Trump’s formal War Powers notification came on June 23, 2025. It asserted constitutional authority as commander in chief and chief executive, but it did not cite any statutory authorization. That omission sharpened the argument from lawmakers who said the White House had sidestepped Congress, even as others defended the president’s power to act.

Congress did try to respond. Sen. Tim Kaine introduced S.J.Res.59 on June 16, 2025, to direct the removal of U.S. forces from unauthorized hostilities against Iran. A Senate motion to discharge the Foreign Relations Committee failed 47-53 on June 27, 2025. In the House, Rep. Thomas Massie’s H.Con.Res.38, which would have ordered the president to end U.S. involvement unless Congress approved it, failed 212-219 on March 5, 2026.

The political backdrop made the dispute even more consequential. U.S.-Iran indirect talks had started in April 2025, and a sixth round scheduled for June 15 was canceled after Israel’s attack. Trump had said on June 19, 2025, that he would decide within two weeks whether to go ahead, underscoring how quickly diplomacy gave way to force.

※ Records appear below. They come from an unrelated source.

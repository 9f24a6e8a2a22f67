// Copyright (C) 2025 Marceline Cramer
// SPDX-License-Identifier: AGPL-3.0-or-later
//
// MCP Planner is free software: you can redistribute it and/or modify it under
// the terms of the GNU Affero General Public License as published by the Free
// Software Foundation, either version 3 of the License, or (at your option) any
// later version.
//
// MCP Planner is distributed in the hope that it will be useful, but WITHOUT ANY
// WARRANTY; without even the implied warranty of MERCHANTABILITY or FITNESS
// FOR A PARTICULAR PURPOSE. See the GNU Affero General Public License for
// more details.
//
// You should have received a copy of the GNU Affero General Public License
// along with MCP Planner. If not, see <https://www.gnu.org/licenses/>.

use rustsat::{
    instances::ManageVars,
    types::{Lit, Var},
};
use smallvec::{smallvec, SmallVec};

/// Allocator for SAT variables.
///
/// Variable zero is reserved as the constant true literal, which every
/// engine asserts before anything else is loaded.
#[derive(Clone, Debug)]
pub struct VariablePool {
    next_var: u32,
    used_num: u32,
}

impl Default for VariablePool {
    fn default() -> Self {
        Self {
            next_var: 1,
            used_num: 1,
        }
    }
}

impl VariablePool {
    /// The literal that is always true.
    pub fn top(&self) -> Lit {
        Var::new(0).pos_lit()
    }

    /// Allocates a row of fresh positive literals.
    pub fn fresh_lits(&mut self, num: usize) -> Vec<Lit> {
        (0..num).map(|_| self.new_var().pos_lit()).collect()
    }
}

impl ManageVars for VariablePool {
    fn new_var(&mut self) -> Var {
        self.used_num += 1;
        let var = self.next_var;
        self.next_var += 1;
        Var::new(var)
    }

    fn max_var(&self) -> Option<Var> {
        self.next_var.checked_sub(1).map(Var::new)
    }

    fn increase_next_free(&mut self, v: Var) -> bool {
        if v.idx32() < self.next_var {
            return false;
        }

        self.used_num += v.idx32() - self.next_var;
        self.next_var = v.idx32();
        true
    }

    fn combine(&mut self, other: Self) {
        self.next_var = self.next_var.max(other.next_var);
        self.used_num = self.used_num.max(other.used_num);
    }

    fn n_used(&self) -> u32 {
        self.used_num
    }

    fn forget_from(&mut self, min_var: Var) {
        let min_var = min_var.idx32().max(1);
        if min_var < self.next_var {
            self.used_num -= self.next_var - min_var;
            self.next_var = min_var;
        }
    }
}

/// The role a problem variable plays in the encoding.
#[derive(Copy, Clone, Debug, PartialEq, Eq, Hash, strum::Display)]
pub enum Role {
    /// `A[i][j]`: courier `i` delivers item `j`.
    Assign,

    /// `R[i][j][k]`: courier `i` travels directly from node `j` to node `k`.
    Route,

    /// `T[j][k]`: item `j` is the `k`-th delivery on its route.
    Order,

    /// Digit `k` (most significant first) of courier `i`'s load.
    Load,

    /// Digit `k` (most significant first) of courier `i`'s travelled distance.
    Distance,
}

/// Registry of every problem variable of one instance.
///
/// All variables are allocated once, contiguously and in [Role] order, so a
/// literal can be mapped back to its role and indices without a lookup table.
/// Courier indices are symmetry-breaking slots, not input couriers.
#[derive(Clone, Debug)]
pub struct Variables {
    pub couriers: usize,
    pub items: usize,
    pub assign: Vec<Vec<Lit>>,
    pub route: Vec<Vec<Vec<Lit>>>,
    pub order: Vec<Vec<Lit>>,
    pub loads: Vec<Vec<Lit>>,
    pub distances: Vec<Vec<Lit>>,
    first: u32,
}

impl Variables {
    /// Allocates the registry for `couriers` couriers and `items` items.
    pub fn allocate(
        pool: &mut VariablePool,
        couriers: usize,
        items: usize,
        load_width: usize,
        distance_width: usize,
    ) -> Self {
        let nodes = items + 1;
        let first = pool.max_var().map_or(0, |var| var.idx32() + 1);

        let assign = (0..couriers).map(|_| pool.fresh_lits(items)).collect();

        let route = (0..couriers)
            .map(|_| (0..nodes).map(|_| pool.fresh_lits(nodes)).collect())
            .collect();

        let order = (0..items).map(|_| pool.fresh_lits(items)).collect();
        let loads = (0..couriers).map(|_| pool.fresh_lits(load_width)).collect();

        let distances = (0..couriers)
            .map(|_| pool.fresh_lits(distance_width))
            .collect();

        Self {
            couriers,
            items,
            assign,
            route,
            order,
            loads,
            distances,
            first,
        }
    }

    /// The node index of the depot.
    pub fn depot(&self) -> usize {
        self.items
    }

    /// The assignment literals of item `j`, one per courier.
    pub fn assign_column(&self, j: usize) -> Vec<Lit> {
        self.assign.iter().map(|row| row[j]).collect()
    }

    /// The literals of every edge of courier `i` entering node `k`.
    pub fn route_column(&self, i: usize, k: usize) -> Vec<Lit> {
        self.route[i].iter().map(|row| row[k]).collect()
    }

    /// Courier `i`'s route matrix flattened in row-major order.
    pub fn flat_route(&self, i: usize) -> Vec<Lit> {
        self.route[i].iter().flatten().copied().collect()
    }

    /// Looks up a problem variable by role and indices.
    pub fn lookup(&self, role: Role, indices: &[usize]) -> Option<Lit> {
        match (role, indices) {
            (Role::Assign, [i, j]) => self.assign.get(*i)?.get(*j).copied(),
            (Role::Route, [i, j, k]) => self.route.get(*i)?.get(*j)?.get(*k).copied(),
            (Role::Order, [j, k]) => self.order.get(*j)?.get(*k).copied(),
            (Role::Load, [i, k]) => self.loads.get(*i)?.get(*k).copied(),
            (Role::Distance, [i, k]) => self.distances.get(*i)?.get(*k).copied(),
            _ => None,
        }
    }

    /// Maps a literal back to the role and indices of its variable.
    ///
    /// Auxiliary variables introduced by encodings have no description.
    pub fn describe(&self, lit: Lit) -> Option<(Role, SmallVec<[usize; 3]>)> {
        let mut idx = lit.var().idx32().checked_sub(self.first)? as usize;
        let nodes = self.items + 1;

        let blocks = [
            (Role::Assign, self.couriers, self.items),
            (Role::Route, self.couriers * nodes, nodes),
            (Role::Order, self.items, self.items),
            (Role::Load, self.couriers, self.loads.first().map_or(0, Vec::len)),
            (
                Role::Distance,
                self.couriers,
                self.distances.first().map_or(0, Vec::len),
            ),
        ];

        for (role, rows, width) in blocks {
            let size = rows * width;
            if idx >= size {
                idx -= size;
                continue;
            }

            let (row, col) = (idx / width, idx % width);
            let indices = match role {
                Role::Route => smallvec![row / nodes, row % nodes, col],
                _ => smallvec![row, col],
            };

            return Some((role, indices));
        }

        None
    }
}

By the time the War Powers deadline arrived, the central question was whether Congress would actually enforce it. If lawmakers stayed divided, Trump could try to press ahead under disputed constitutional claims, seek belated authorization, or certify unavoidable military necessity and buy 30 more days. If Congress did nothing, the law’s sharpest threat would fade into another example of a check on presidential war powers that existed on paper, but not always in practice.